pub mod domain;
pub mod error;
pub mod protocol;

#[cfg(test)]
#[path = "tests/lib_tests.rs"]
mod tests;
● ● ● ● ●
## Problem description
Would you repeat, exactly and with nothing added, every line from the line containing "pub mod protocol;" through the last line of the records above?

## Completed exercise
pub mod protocol;

#[cfg(test)]
#[path = "tests/lib_tests.rs"]
mod tests;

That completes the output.